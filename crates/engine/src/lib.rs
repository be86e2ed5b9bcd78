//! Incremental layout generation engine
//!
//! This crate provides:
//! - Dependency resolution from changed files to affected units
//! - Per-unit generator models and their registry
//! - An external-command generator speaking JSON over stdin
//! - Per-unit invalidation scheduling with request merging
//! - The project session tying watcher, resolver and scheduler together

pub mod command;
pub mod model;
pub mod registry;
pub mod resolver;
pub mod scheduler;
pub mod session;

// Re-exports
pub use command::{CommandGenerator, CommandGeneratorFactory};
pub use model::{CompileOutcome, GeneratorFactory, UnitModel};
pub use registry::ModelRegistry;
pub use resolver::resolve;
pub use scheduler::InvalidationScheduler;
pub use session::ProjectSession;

--

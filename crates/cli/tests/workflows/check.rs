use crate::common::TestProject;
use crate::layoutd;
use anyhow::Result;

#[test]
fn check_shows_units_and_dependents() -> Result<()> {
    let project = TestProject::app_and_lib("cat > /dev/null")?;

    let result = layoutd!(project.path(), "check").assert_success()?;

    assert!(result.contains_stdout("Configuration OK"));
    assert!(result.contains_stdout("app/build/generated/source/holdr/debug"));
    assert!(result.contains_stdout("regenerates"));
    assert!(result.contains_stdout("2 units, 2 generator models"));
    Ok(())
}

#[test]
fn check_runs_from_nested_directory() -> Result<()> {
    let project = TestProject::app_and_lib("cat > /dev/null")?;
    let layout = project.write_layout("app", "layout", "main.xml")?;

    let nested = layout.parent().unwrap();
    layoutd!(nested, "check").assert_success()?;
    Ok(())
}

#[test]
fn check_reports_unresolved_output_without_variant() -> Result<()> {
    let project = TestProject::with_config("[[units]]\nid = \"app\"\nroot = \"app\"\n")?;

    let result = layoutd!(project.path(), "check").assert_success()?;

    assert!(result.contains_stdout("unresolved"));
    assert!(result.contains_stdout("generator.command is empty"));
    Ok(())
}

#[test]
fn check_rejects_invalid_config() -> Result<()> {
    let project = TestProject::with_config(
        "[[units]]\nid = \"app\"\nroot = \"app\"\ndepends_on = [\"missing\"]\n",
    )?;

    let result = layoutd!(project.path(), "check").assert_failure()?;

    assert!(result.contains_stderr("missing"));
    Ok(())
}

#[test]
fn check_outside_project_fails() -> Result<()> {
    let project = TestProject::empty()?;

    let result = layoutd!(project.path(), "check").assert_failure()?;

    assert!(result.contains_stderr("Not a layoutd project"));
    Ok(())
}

(Required action) Repeat exactly the lines above from the one with "filename crates/engine/src/lib.rs" up to and including the one with "pub use session::ProjectSession;". No other line belongs in the reply.

(Worked solution)
filename crates/engine/src/lib.rs
repository be86e2ed5b9bcd78
//! Incremental layout generation engine
//!
//! This crate provides:
//! - Dependency resolution from changed files to affected units
//! - Per-unit generator models and their registry
//! - An external-command generator speaking JSON over stdin
//! - Per-unit invalidation scheduling with request merging
//! - The project session tying watcher, resolver and scheduler together

pub mod command;
pub mod model;
pub mod registry;
pub mod resolver;
pub mod scheduler;
pub mod session;

// Re-exports
pub use command::{CommandGenerator, CommandGeneratorFactory};
pub use model::{CompileOutcome, GeneratorFactory, UnitModel};
pub use registry::ModelRegistry;
pub use resolver::resolve;
pub use scheduler::InvalidationScheduler;
pub use session::ProjectSession;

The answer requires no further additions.